This is the first entry in a series about creating procedurally generated content using GMS 2.3.


THE ENTIRE SERIES

More to come…


Note: None of the code for any of these proc-gen tutorials is highly optimised. My goal was to get the concepts across as simply as possible, rather than to make them run as fast as possible. Use the following as a springboard for further learning and experimentation, rather than as the best solution possible.

Also, if you are a complete beginner, it’s probably best to start at the first entry and work your way through, as further into the series we get, the more knowledge from previous entries is assumed.
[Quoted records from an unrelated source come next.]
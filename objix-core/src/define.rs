//! Mutation hooks for the definition layer. Each edit updates both sides
//! of every relationship it touches before returning, validates before
//! the first structural change (rejected edits leave the world exactly as
//! it was), and finishes by bumping whichever epoch invalidates the
//! cached chains the edit could have affected.

use crate::{
    Foundation, Host, MFlag, MFlags, ObjId,
    object::{Method, MethodBody},
};
use anyhow::{Result, bail};
use fxhash::FxHashMap;
use log::{debug, trace};
use objix_value::Val;
use triomphe::Arc;

impl<H: Host> Foundation<H> {
    /// Invalidate chains after an edit to `cls`. A class with no
    /// subclasses, no instances and no mixin subclasses appears in no
    /// cached chain except possibly its own representative object's, so
    /// the global epoch is left alone for it; the representative's epoch
    /// is touched when that object has mixins of its own.
    pub(crate) fn bump_global_epoch(&mut self, cls: Option<ObjId>) {
        if let Some(id) = cls {
            if let Some(o) = self.objects.get(&id) {
                if let Some(c) = &o.cls {
                    if c.subclasses.is_empty()
                        && c.instances.is_empty()
                        && c.mixin_subs.is_empty()
                    {
                        if !o.mixins.is_empty() {
                            self.objects.get_mut(&id).unwrap().epoch += 1;
                        }
                        return;
                    }
                }
            }
        }
        self.epoch += 1;
        trace!("global epoch is now {}", self.epoch);
    }

    /// Define (or redefine) a method on a class.
    pub fn define_method(
        &mut self,
        cls: ObjId,
        name: &Val,
        flags: MFlags,
        body: MethodBody<H>,
    ) -> Result<()> {
        let m = Arc::new(Method::new(Some(cls), flags, Some(body)));
        self.cls_mut(cls)?.methods.insert(name.clone(), m);
        debug!("defined method {name} on class {cls:?}");
        self.epoch += 1;
        Ok(())
    }

    /// Remove a method from a class. Removing a name with no record is a
    /// no-op. Chains already running the method keep their reference to
    /// it and finish normally.
    pub fn delete_method(&mut self, cls: ObjId, name: &Val) -> Result<()> {
        if self.cls_mut(cls)?.methods.remove(name).is_some() {
            self.epoch += 1;
        }
        Ok(())
    }

    /// Define (or redefine) a method on the object's own overlay.
    pub fn define_object_method(
        &mut self,
        oid: ObjId,
        name: &Val,
        flags: MFlags,
        body: MethodBody<H>,
    ) -> Result<()> {
        let m = Arc::new(Method::new(None, flags, Some(body)));
        match self.obj_mut(oid) {
            None => bail!("{oid:?} does not refer to a live object"),
            Some(o) => {
                o.methods.insert(name.clone(), m);
            }
        }
        debug!("defined method {name} on object {oid:?}");
        self.epoch += 1;
        Ok(())
    }

    pub fn delete_object_method(&mut self, oid: ObjId, name: &Val) -> Result<()> {
        let removed = match self.obj_mut(oid) {
            None => bail!("{oid:?} does not refer to a live object"),
            Some(o) => o.methods.remove(name).is_some(),
        };
        if removed {
            self.epoch += 1;
        }
        Ok(())
    }

    fn set_visibility(
        table: &mut FxHashMap<Val, Arc<Method<H>>>,
        declaring_cls: Option<ObjId>,
        name: &Val,
        public: bool,
    ) {
        match table.get(name) {
            Some(m) => m.set_public(public),
            None => {
                // no record yet: leave a bodyless marker carrying the
                // visibility decision so a later definition inherits it
                let flags = if public {
                    MFlags::from(MFlag::Public)
                } else {
                    MFlags::empty()
                };
                table.insert(name.clone(), Arc::new(Method::marker(declaring_cls, flags)));
            }
        }
    }

    pub fn export_class_methods(&mut self, cls: ObjId, names: &[Val]) -> Result<()> {
        let table = &mut self.cls_mut(cls)?.methods;
        for name in names {
            Self::set_visibility(table, Some(cls), name, true);
        }
        self.bump_global_epoch(Some(cls));
        Ok(())
    }

    pub fn unexport_class_methods(&mut self, cls: ObjId, names: &[Val]) -> Result<()> {
        let table = &mut self.cls_mut(cls)?.methods;
        for name in names {
            Self::set_visibility(table, Some(cls), name, false);
        }
        self.bump_global_epoch(Some(cls));
        Ok(())
    }

    pub fn export_object_methods(&mut self, oid: ObjId, names: &[Val]) -> Result<()> {
        match self.obj_mut(oid) {
            None => bail!("{oid:?} does not refer to a live object"),
            Some(o) => {
                for name in names {
                    Self::set_visibility(&mut o.methods, None, name, true);
                }
                o.epoch += 1;
            }
        }
        Ok(())
    }

    pub fn unexport_object_methods(&mut self, oid: ObjId, names: &[Val]) -> Result<()> {
        match self.obj_mut(oid) {
            None => bail!("{oid:?} does not refer to a live object"),
            Some(o) => {
                for name in names {
                    Self::set_visibility(&mut o.methods, None, name, false);
                }
                o.epoch += 1;
            }
        }
        Ok(())
    }

    /// Replace the object's filter list. Only this object's chains are
    /// affected.
    pub fn set_object_filters(&mut self, oid: ObjId, filters: Vec<Val>) -> Result<()> {
        match self.obj_mut(oid) {
            None => bail!("{oid:?} does not refer to a live object"),
            Some(o) => {
                o.filters = filters;
                o.epoch += 1;
            }
        }
        Ok(())
    }

    /// Replace a class's filter list. Many objects may be affected.
    pub fn set_class_filters(&mut self, cls: ObjId, filters: Vec<Val>) -> Result<()> {
        self.cls_mut(cls)?.filters = filters;
        self.bump_global_epoch(Some(cls));
        Ok(())
    }

    /// Replace the object's mixin list. The object registers as an
    /// instance of each mixed in class (unless the mixin is its own self
    /// class, which already tracks it).
    pub fn set_object_mixins(&mut self, oid: ObjId, mixins: &[ObjId]) -> Result<()> {
        self.expect_obj(oid)?;
        for m in mixins {
            if !self.is_class(*m) {
                bail!("may only mix in classes: {m:?} is not a class")
            }
        }
        let (self_cls, old) = {
            let o = self.obj(oid).unwrap();
            (o.self_cls, o.mixins.clone())
        };
        for m in old {
            if m != self_cls {
                self.remove_from_instances(oid, m);
            }
        }
        self.obj_mut(oid).unwrap().mixins = Vec::from(mixins);
        for m in mixins {
            if *m != self_cls {
                self.add_to_instances(oid, *m);
            }
        }
        self.obj_mut(oid).unwrap().epoch += 1;
        Ok(())
    }

    /// Replace a class's mixin list.
    pub fn set_class_mixins(&mut self, cls: ObjId, mixins: &[ObjId]) -> Result<()> {
        self.cls(cls)?;
        for m in mixins {
            if !self.is_class(*m) {
                bail!("may only mix in classes: {m:?} is not a class")
            }
            if self.is_reachable(*m, cls) {
                bail!("may not mix a class into itself")
            }
        }
        let old = self.cls(cls).unwrap().mixins.clone();
        for m in old {
            self.remove_from_mixin_subs(cls, m);
        }
        self.cls_mut(cls).unwrap().mixins = Vec::from(mixins);
        for m in mixins {
            self.add_to_mixin_subs(cls, *m);
        }
        self.bump_global_epoch(Some(cls));
        Ok(())
    }

    /// Replace a class's superclass list, splicing the class out of its
    /// old superclasses' subclass sets and into the new ones'.
    pub fn set_superclasses(&mut self, cls: ObjId, superclasses: &[ObjId]) -> Result<()> {
        if self.expect_obj(cls)?.cls.is_none() {
            bail!("only classes may have superclasses defined")
        }
        if cls == self.object_cls {
            bail!("may not modify the superclass of the root object")
        }
        for (i, s) in superclasses.iter().enumerate() {
            if !self.is_class(*s) {
                bail!("only a class can be a superclass")
            }
            if superclasses[..i].contains(s) {
                bail!("class should only be a direct superclass once")
            }
            if self.is_reachable(*s, cls) {
                bail!("attempt to form circular dependency graph")
            }
        }
        let old = self.cls(cls).unwrap().superclasses.clone();
        for s in old {
            self.remove_from_subclasses(cls, s);
        }
        self.cls_mut(cls).unwrap().superclasses = Vec::from(superclasses);
        for s in superclasses {
            self.add_to_subclasses(cls, *s);
        }
        self.bump_global_epoch(Some(cls));
        Ok(())
    }

    /// Change which class an object is an instance of. Classes and non
    /// classes are not interchangeable: an object may not move to a class
    /// that would change its nature.
    pub fn set_self_class(&mut self, oid: ObjId, cls: ObjId) -> Result<()> {
        if oid == self.object_cls {
            bail!("may not modify the class of the root object")
        }
        if oid == self.class_cls {
            bail!("may not modify the class of the class of classes")
        }
        if !self.is_class(cls) {
            bail!("the class of an object must be a class")
        }
        let is_class_obj = self.expect_obj(oid)?.cls.is_some();
        let makes_classes = self.is_reachable(cls, self.class_cls);
        if is_class_obj != makes_classes {
            if is_class_obj {
                bail!("may not change a class object into a non-class object")
            } else {
                bail!("may not change a non-class object into a class object")
            }
        }
        let old = self.obj(oid).unwrap().self_cls;
        if old != cls {
            self.remove_from_instances(oid, old);
            self.obj_mut(oid).unwrap().self_cls = cls;
            self.add_to_instances(oid, cls);
            if is_class_obj {
                self.bump_global_epoch(Some(oid));
            } else {
                self.obj_mut(oid).unwrap().epoch += 1;
            }
        }
        Ok(())
    }

    /// Install or clear a class's constructor. Constructor chains are
    /// never cached, so no epoch moves.
    pub fn set_constructor(&mut self, cls: ObjId, body: Option<MethodBody<H>>) -> Result<()> {
        let m = body.map(|b| Arc::new(Method::new(Some(cls), MFlag::Public.into(), Some(b))));
        self.cls_mut(cls)?.constructor = m;
        Ok(())
    }

    /// Install or clear a class's destructor. Destructor chains are never
    /// cached, so no epoch moves.
    pub fn set_destructor(&mut self, cls: ObjId, body: Option<MethodBody<H>>) -> Result<()> {
        let m = body.map(|b| Arc::new(Method::new(Some(cls), MFlag::Public.into(), Some(b))));
        self.cls_mut(cls)?.destructor = m;
        Ok(())
    }
}
//! Maintenance of the bidirectional relationship links between classes,
//! their superclasses, their instances, and the classes they are mixed
//! into. Every forward edge (a superclass list, a mixin list, a self
//! class reference) is mirrored by a back link set on the other side;
//! both sides are always updated before an edit returns.

use crate::{Foundation, Host, ObjId};
use fxhash::FxHashSet;
use smallvec::SmallVec;

impl<H: Host> Foundation<H> {
    pub(crate) fn add_to_subclasses(&mut self, sub: ObjId, sup: ObjId) {
        if let Ok(c) = self.cls_mut(sup) {
            c.subclasses.insert(sub);
        }
    }

    pub(crate) fn remove_from_subclasses(&mut self, sub: ObjId, sup: ObjId) {
        if let Ok(c) = self.cls_mut(sup) {
            c.subclasses.remove(&sub);
        }
    }

    pub(crate) fn add_to_instances(&mut self, o: ObjId, cls: ObjId) {
        if let Ok(c) = self.cls_mut(cls) {
            c.instances.insert(o);
        }
    }

    pub(crate) fn remove_from_instances(&mut self, o: ObjId, cls: ObjId) {
        if let Ok(c) = self.cls_mut(cls) {
            c.instances.remove(&o);
        }
    }

    pub(crate) fn add_to_mixin_subs(&mut self, sub: ObjId, mixin: ObjId) {
        if let Ok(c) = self.cls_mut(mixin) {
            c.mixin_subs.insert(sub);
        }
    }

    pub(crate) fn remove_from_mixin_subs(&mut self, sub: ObjId, mixin: ObjId) {
        if let Ok(c) = self.cls_mut(mixin) {
            c.mixin_subs.remove(&sub);
        }
    }

    /// Is `target` reachable from the class `from` over superclass and
    /// mixin edges? Used to reject edits that would close a cycle; the
    /// visited set guarantees termination even while a (rejected) cycle
    /// is being proposed.
    pub fn is_reachable(&self, from: ObjId, target: ObjId) -> bool {
        let mut visited = FxHashSet::default();
        let mut stack: SmallVec<[ObjId; 8]> = SmallVec::new();
        stack.push(from);
        while let Some(id) = stack.pop() {
            if id == target {
                return true;
            }
            if !visited.insert(id) {
                continue;
            }
            if let Ok(c) = self.cls(id) {
                stack.extend(c.superclasses.iter().copied());
                stack.extend(c.mixins.iter().copied());
            }
        }
        false
    }
}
If you like this free content, please consider wishlisting my game, Alchementalist on Steam! It really helps me with the Steam algorithm!


In my badly lit and overly stuffy coding space, I’ve run into many problems while coding but none more so than the black arts of procedural generation. However, I have spent quite a lot of time slowly working out these problems and I’m determined to find a way that my disgusting proclivity towards this dark magic actually becomes useful to the world in general.

So I’ve decided that I’m going to do a tutorial series on procedural generation in GML using GMS 2.3, to teach what I’ve learned in my winding and precarious path towards making games.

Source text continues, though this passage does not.